Usually when I react like this to something that seems insignificantly small and trivial, I think about why. Something else is bothering me. Actually, many things are bothering me.

I have very high expectations of myself. I'm running a school, expected to bring up Korean students' english levels up to par with their peers in America. I'm a cellgroup leader expected to spiritually nourish and care 9 girls and multiply in due time. I also do some faith material translating on the side for my parents' publishing company. I know I'm called to each role at this moment in time. There are obvious goals set for each of those roles and achieving them requires me to use every moment of my life wisely. I realize that all that free time I had wasted during my student years were very valuable times indeed, which I lack so much of now. All these roles require every ounce of my being and honestly, I'm not where I want to be in any of them.

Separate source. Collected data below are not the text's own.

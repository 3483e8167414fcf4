pub mod aggregation;
pub mod api;
pub mod classifier;
pub mod config;
pub mod error;
pub mod geo;
pub mod ingest;
pub mod models;
pub mod storage;
pub mod tracker;
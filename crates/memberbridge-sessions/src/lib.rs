//! memberbridge-sessions
//!
//! Concrete session storage behind the [`memberbridge_api::SessionStore`] trait:
//! server-side records in memory, addressed by an HMAC-signed id in an `HttpOnly`
//! cookie, with a fixed 24-hour absolute lifetime.

#![forbid(unsafe_code)]

mod cookie;
mod signer;
mod store;

pub use cookie::{CookieOptions, SameSite, build_clear_cookie, build_set_cookie, find_cookie};
pub use signer::SessionSigner;
pub use store::{MemorySessions, SESSION_LIFETIME, SessionData};
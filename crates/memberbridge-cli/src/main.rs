mod server;

use std::path::PathBuf;
use std::sync::Arc;

use clap::{Parser, Subcommand};
use memberbridge_auth::{KeyCache, TokenVerifier};
use memberbridge_core::{AppConfig, default_config_dir, env_overrides, write_default_config_file};
use tracing_subscriber::{EnvFilter, fmt, layer::SubscriberExt, util::SubscriberInitExt};

#[derive(Debug, Parser)]
#[command(name = "memberbridge", about = "Member sign-in bridge for web apps")]
struct Cli {
    #[arg(long, global = true)]
    json: bool,

    #[arg(long, global = true)]
    config_dir: Option<PathBuf>,

    /// Log filter used when RUST_LOG is unset
    #[arg(long, global = true, default_value = "info")]
    log_level: String,

    /// `json` for structured logs, anything else for plain text
    #[arg(long, global = true)]
    log_format: Option<String>,

    #[command(subcommand)]
    command: Commands,
}

#[derive(Debug, Subcommand)]
enum Commands {
    /// Run the HTTP server
    Serve,
    /// Print the effective configuration with secrets redacted
    CheckConfig,
    /// Fetch the issuer's key set and list key ids
    Keys,
    /// Verify a member token against the live key set
    Verify {
        #[arg(long)]
        token: String,
    },
    /// Write the default configuration file
    Init {
        #[arg(long)]
        force: bool,
    },
}

#[tokio::main]
async fn main() -> anyhow::Result<()> {
    let cli = Cli::parse();
    setup_tracing(&cli.log_level, cli.log_format.as_deref())?;
    let cfg_dir = cli.config_dir.clone().unwrap_or_else(default_config_dir);

    match cli.command {
        Commands::Init { force } => {
            let path = write_default_config_file(&cfg_dir, force)?;
            pout(
                cli.json,
                serde_json::json!({"message": "init complete", "config_file": path}),
                &format!("Config written to {}", path.display()),
            )?;
        }
        Commands::CheckConfig => {
            let config = AppConfig::load(Some(&cfg_dir))?;
            let from_env = env_overrides(|name| std::env::var(name).ok());
            let mut value = serde_json::to_value(config.summary())?;
            value["from_env"] = serde_json::to_value(from_env)?;
            pout(
                cli.json,
                value,
                &format!(
                    "Config OK: issuer {} -> callback {}",
                    config.trust.expected_issuer(),
                    config.callback_url
                ),
            )?;
        }
        Commands::Keys => {
            let config = AppConfig::load(Some(&cfg_dir))?;
            let keys = KeyCache::for_config(&config.trust)?;
            let count = keys.refresh().await?;
            let ids = keys.key_ids().await;
            pout(
                cli.json,
                serde_json::json!({"jwks_url": config.trust.jwks_url(), "count": count, "kids": ids}),
                &format!("{count} key(s): {}", ids.join(", ")),
            )?;
        }
        Commands::Verify { token } => {
            let config = AppConfig::load(Some(&cfg_dir))?;
            let keys = Arc::new(KeyCache::for_config(&config.trust)?);
            let verifier = TokenVerifier::new(Arc::new(config.trust), keys);
            let identity = verifier.verify(&token).await?;
            pout(
                cli.json,
                serde_json::to_value(&identity)?,
                &format!("Token valid for {}", identity.sub),
            )?;
        }
        Commands::Serve => {
            let config = AppConfig::load(Some(&cfg_dir))?;
            server::serve(&config).await?;
        }
    }

    Ok(())
}

/// Logs go to stderr so command output on stdout stays machine-readable.
fn setup_tracing(level: &str, format: Option<&str>) -> anyhow::Result<()> {
    let filter = EnvFilter::try_from_default_env().unwrap_or_else(|_| EnvFilter::new(level));
    let subscriber = tracing_subscriber::registry().with(filter);

    match format {
        Some("json") => subscriber
            .with(fmt::layer().json().with_writer(std::io::stderr))
            .try_init()?,
        _ => subscriber
            .with(fmt::layer().with_writer(std::io::stderr))
            .try_init()?,
    }

    Ok(())
}

pub fn pout(json_mode: bool, value: serde_json::Value, text: &str) -> anyhow::Result<()> {
    if json_mode {
        println!("{}", serde_json::to_string_pretty(&value)?);
    } else {
        println!("{text}");
    }
    Ok(())
}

I want to change so many things in my life.
I hate feeling like I have no control over it.
I hate that the same new year's resolutions keep repeating over and over again
and that my words are losing substance.

"You've been saying that for 6 years!"
how horrible. how awful.
to lose substance in what I say.

But the truth is I CAN do something about it to cause change.
The results are just not as immediate as I'd like them to be.

As I'm feeling pathetic, crying in the bus full of strangers (not sure if anyone noticed), I could hear God answering me in his non-vocal way that only He can speak to me.

"Just one at a time. One at a time, my dear."

No need to do it all at once.
and no need to do it all by yourself.
one step at a time.
baby steps.
in the right direction, with my hand in my father's.

In the bus full of strangers,
in the rush hour seoul traffic,
in golden foggy lights of the dark streets reflected on the bus windows,
as He gave me the comfort that only He can give me right when I needed it most,
I realized
there's one less lonely girl in the world.




He is the God of all comfort.
My comfort.
The very comfort that I need.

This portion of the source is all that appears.